TASK OBJECTIVE: Lines from the material below that hold the string "payload" are what is needed; copy each of them.

GIVEN INFORMATION:
* * *
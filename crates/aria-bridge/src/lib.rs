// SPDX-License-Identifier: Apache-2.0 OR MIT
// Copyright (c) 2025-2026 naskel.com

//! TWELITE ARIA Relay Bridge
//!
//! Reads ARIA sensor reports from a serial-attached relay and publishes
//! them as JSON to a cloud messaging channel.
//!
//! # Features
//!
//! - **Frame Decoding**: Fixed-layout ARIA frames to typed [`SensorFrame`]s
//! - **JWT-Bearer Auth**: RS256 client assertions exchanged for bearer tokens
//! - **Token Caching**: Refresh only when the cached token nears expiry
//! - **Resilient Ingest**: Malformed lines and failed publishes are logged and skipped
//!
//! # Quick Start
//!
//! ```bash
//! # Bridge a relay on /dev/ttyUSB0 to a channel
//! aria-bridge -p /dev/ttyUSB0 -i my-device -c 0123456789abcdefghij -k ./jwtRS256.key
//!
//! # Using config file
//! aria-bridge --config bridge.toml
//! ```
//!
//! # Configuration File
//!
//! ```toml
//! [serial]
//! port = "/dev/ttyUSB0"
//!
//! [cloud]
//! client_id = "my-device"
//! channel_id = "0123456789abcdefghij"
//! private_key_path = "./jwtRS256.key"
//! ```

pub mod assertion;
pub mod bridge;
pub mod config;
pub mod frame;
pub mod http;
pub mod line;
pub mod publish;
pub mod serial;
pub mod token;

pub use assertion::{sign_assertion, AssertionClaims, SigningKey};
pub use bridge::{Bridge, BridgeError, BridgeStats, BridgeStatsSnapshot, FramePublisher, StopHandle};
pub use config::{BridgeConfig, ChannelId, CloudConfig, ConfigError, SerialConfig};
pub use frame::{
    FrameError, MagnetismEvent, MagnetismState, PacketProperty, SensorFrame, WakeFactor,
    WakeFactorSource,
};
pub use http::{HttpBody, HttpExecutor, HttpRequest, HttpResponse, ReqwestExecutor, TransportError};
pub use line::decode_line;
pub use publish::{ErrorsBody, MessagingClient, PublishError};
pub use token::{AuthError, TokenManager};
* * *
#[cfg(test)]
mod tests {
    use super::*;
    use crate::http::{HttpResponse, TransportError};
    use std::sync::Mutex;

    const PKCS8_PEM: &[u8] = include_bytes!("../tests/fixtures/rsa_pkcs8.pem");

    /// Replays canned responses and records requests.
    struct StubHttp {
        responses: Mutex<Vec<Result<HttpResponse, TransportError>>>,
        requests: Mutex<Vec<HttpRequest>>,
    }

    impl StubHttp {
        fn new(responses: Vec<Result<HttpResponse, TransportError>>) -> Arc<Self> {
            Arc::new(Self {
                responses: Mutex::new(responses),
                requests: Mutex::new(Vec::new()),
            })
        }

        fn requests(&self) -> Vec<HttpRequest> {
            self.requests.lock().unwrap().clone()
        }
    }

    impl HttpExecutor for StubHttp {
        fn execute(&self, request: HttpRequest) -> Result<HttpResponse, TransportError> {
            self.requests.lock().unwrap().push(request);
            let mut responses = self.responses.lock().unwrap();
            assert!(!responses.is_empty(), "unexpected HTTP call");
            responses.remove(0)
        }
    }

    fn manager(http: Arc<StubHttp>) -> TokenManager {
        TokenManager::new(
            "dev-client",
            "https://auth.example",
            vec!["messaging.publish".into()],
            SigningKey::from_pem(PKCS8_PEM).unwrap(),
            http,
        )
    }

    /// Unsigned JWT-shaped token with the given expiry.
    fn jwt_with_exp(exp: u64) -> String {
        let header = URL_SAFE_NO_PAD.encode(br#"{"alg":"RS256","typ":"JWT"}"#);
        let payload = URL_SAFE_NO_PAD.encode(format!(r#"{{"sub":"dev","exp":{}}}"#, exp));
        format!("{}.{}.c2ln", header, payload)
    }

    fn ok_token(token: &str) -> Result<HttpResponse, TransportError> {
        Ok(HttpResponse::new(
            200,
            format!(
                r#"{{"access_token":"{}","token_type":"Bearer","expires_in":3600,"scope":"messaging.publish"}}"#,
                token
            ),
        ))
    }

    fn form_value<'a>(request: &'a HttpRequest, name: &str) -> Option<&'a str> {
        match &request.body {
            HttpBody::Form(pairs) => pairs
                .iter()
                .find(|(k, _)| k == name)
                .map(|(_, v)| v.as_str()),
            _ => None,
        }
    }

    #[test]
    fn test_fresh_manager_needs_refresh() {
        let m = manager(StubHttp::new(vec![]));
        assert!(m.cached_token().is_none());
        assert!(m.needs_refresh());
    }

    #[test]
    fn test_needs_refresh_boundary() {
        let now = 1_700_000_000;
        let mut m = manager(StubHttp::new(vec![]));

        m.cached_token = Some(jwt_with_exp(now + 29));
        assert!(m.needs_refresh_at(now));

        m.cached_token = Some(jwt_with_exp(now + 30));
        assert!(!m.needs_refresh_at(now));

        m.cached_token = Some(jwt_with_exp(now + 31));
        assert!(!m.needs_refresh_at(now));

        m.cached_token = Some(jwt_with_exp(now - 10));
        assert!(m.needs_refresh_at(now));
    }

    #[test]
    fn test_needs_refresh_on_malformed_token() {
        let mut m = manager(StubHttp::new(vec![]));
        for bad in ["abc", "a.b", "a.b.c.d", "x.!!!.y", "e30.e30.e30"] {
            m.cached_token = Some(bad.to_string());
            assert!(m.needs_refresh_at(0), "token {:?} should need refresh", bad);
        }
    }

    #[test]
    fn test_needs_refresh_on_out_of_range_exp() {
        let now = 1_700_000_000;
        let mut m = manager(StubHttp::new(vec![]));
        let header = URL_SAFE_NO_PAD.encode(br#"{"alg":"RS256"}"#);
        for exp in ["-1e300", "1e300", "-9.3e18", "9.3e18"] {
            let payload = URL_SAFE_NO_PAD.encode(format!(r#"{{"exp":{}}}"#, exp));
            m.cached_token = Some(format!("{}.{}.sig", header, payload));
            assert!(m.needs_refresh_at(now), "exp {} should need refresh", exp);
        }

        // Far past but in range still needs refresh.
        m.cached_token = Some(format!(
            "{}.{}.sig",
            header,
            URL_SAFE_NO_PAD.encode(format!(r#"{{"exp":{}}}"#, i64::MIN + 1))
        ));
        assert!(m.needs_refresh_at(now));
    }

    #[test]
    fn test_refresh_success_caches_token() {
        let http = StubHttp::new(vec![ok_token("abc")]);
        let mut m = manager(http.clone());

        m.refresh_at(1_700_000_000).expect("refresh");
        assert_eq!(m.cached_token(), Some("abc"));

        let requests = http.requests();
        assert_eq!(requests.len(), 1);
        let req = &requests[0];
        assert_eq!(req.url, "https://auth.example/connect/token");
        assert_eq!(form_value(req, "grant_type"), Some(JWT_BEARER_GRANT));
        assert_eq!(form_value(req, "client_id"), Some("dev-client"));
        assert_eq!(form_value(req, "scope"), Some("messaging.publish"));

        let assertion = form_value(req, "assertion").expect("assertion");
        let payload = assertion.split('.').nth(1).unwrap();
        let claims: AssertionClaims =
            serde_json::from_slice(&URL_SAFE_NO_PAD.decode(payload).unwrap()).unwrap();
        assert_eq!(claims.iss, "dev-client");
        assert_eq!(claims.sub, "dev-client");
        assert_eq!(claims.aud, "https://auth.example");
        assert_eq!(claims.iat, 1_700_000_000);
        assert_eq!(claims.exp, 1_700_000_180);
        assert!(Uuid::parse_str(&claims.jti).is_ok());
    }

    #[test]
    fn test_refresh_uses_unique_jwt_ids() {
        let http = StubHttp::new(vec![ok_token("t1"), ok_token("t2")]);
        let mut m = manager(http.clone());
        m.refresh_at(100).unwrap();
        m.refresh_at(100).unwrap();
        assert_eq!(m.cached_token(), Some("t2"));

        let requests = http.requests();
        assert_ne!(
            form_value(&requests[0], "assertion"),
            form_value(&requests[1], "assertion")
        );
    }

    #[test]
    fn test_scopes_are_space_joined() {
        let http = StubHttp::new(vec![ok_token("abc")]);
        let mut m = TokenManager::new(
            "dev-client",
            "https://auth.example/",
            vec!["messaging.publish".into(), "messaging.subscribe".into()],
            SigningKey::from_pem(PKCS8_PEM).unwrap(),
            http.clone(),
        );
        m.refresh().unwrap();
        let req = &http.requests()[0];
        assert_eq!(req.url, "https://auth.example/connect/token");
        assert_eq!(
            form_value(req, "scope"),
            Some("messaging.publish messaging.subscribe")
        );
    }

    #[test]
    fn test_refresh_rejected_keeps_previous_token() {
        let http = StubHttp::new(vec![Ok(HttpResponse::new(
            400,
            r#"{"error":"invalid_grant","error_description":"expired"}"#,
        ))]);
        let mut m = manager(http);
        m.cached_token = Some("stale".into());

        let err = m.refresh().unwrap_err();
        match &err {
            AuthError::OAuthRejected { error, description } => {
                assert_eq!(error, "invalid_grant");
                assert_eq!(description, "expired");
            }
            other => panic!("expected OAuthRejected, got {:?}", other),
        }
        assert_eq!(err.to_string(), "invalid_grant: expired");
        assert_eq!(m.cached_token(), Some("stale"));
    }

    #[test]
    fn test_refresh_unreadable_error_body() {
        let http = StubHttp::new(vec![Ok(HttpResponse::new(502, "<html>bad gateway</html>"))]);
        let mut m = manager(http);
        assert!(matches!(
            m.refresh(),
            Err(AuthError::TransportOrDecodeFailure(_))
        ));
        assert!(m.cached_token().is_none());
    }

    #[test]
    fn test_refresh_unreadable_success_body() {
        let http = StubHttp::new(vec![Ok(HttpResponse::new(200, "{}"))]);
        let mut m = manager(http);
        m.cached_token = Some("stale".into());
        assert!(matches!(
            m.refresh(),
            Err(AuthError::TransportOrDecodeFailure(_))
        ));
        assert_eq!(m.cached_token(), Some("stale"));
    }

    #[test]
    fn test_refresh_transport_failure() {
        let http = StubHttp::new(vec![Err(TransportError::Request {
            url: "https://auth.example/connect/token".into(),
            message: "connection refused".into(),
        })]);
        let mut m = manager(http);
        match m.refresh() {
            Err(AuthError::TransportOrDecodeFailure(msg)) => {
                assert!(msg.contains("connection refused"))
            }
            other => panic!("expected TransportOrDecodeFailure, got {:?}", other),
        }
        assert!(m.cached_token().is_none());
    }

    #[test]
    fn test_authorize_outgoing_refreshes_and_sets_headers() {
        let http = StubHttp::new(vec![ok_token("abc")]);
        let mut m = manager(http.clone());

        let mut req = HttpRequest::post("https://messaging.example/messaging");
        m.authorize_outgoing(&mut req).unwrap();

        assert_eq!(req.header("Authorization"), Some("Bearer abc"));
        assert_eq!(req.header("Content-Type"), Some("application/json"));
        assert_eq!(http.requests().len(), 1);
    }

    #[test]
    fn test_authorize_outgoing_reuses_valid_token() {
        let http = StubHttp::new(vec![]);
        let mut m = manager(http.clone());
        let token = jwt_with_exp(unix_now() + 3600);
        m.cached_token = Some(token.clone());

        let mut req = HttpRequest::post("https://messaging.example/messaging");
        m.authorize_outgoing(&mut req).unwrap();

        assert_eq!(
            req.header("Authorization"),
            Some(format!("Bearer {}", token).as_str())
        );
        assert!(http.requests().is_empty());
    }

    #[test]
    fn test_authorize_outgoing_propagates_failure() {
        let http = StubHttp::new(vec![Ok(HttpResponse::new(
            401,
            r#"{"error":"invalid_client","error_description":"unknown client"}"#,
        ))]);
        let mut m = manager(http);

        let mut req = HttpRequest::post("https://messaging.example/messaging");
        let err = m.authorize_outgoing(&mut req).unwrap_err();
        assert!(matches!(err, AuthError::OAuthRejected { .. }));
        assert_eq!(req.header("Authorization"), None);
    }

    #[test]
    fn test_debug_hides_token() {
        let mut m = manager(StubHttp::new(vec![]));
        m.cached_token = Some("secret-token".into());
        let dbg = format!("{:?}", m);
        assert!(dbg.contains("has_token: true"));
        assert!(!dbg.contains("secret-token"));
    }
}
* * *
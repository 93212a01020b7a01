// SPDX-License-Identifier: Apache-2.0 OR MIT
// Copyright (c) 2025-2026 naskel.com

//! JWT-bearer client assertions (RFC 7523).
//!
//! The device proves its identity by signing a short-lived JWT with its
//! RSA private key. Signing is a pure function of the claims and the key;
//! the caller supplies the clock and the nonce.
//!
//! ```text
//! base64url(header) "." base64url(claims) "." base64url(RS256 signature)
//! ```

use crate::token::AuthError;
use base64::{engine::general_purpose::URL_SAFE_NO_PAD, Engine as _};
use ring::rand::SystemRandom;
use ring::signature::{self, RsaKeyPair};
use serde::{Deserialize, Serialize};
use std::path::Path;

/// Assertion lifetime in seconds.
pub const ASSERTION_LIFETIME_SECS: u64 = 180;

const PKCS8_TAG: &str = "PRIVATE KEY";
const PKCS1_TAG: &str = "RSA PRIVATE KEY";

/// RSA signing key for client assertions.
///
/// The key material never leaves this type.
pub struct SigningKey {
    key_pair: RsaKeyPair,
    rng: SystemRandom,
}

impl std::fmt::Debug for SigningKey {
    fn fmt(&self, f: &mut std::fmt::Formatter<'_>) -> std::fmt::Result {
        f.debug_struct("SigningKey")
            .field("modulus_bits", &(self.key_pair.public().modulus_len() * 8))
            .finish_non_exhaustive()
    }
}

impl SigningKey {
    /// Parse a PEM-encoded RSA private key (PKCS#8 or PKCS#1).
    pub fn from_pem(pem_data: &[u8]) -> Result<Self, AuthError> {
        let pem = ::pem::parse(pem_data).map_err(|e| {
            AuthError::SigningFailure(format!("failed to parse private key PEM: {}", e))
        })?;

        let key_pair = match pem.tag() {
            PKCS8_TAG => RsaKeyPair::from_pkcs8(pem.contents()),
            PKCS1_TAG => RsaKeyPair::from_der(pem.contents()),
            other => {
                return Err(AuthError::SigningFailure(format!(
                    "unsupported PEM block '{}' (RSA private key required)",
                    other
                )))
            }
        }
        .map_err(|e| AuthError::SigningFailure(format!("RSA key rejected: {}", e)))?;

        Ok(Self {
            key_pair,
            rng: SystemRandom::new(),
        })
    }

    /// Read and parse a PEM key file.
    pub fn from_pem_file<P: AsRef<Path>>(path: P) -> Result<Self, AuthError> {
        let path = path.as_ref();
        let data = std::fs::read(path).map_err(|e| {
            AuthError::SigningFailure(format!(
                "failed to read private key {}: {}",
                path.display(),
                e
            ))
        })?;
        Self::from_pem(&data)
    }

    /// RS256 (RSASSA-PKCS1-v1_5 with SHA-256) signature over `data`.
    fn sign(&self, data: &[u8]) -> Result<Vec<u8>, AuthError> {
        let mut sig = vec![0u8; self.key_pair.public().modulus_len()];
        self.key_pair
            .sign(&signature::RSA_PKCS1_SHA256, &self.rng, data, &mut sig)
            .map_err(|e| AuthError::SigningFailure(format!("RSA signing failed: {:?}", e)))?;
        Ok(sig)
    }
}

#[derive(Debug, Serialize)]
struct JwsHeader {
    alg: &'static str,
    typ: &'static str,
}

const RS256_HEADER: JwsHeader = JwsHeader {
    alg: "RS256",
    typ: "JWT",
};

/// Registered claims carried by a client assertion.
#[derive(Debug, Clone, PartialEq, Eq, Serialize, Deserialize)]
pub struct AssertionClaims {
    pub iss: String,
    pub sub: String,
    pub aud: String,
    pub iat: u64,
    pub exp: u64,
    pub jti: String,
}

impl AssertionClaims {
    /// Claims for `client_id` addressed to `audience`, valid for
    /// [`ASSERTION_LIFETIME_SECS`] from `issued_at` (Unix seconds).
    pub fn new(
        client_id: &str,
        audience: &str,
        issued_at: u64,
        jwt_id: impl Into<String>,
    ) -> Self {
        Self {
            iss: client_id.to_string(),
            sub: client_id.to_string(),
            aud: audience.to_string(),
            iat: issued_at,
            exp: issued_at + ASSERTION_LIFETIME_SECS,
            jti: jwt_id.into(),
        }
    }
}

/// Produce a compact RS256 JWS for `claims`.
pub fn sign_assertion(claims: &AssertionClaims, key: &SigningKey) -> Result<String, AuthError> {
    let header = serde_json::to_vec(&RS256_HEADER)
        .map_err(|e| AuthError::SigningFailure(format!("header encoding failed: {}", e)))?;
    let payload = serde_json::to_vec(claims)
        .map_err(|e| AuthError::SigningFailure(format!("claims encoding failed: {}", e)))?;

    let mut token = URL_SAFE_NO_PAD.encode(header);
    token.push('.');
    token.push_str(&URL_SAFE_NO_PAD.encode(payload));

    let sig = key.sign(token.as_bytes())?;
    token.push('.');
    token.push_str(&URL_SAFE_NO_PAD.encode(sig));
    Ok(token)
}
* * *
ANSWER BOX:
        let payload = URL_SAFE_NO_PAD.encode(format!(r#"{{"sub":"dev","exp":{}}}"#, exp));
        format!("{}.{}.c2ln", header, payload)
            let payload = URL_SAFE_NO_PAD.encode(format!(r#"{{"exp":{}}}"#, exp));
            m.cached_token = Some(format!("{}.{}.sig", header, payload));
        let payload = assertion.split('.').nth(1).unwrap();
            serde_json::from_slice(&URL_SAFE_NO_PAD.decode(payload).unwrap()).unwrap();
    let payload = serde_json::to_vec(claims)
    token.push_str(&URL_SAFE_NO_PAD.encode(payload));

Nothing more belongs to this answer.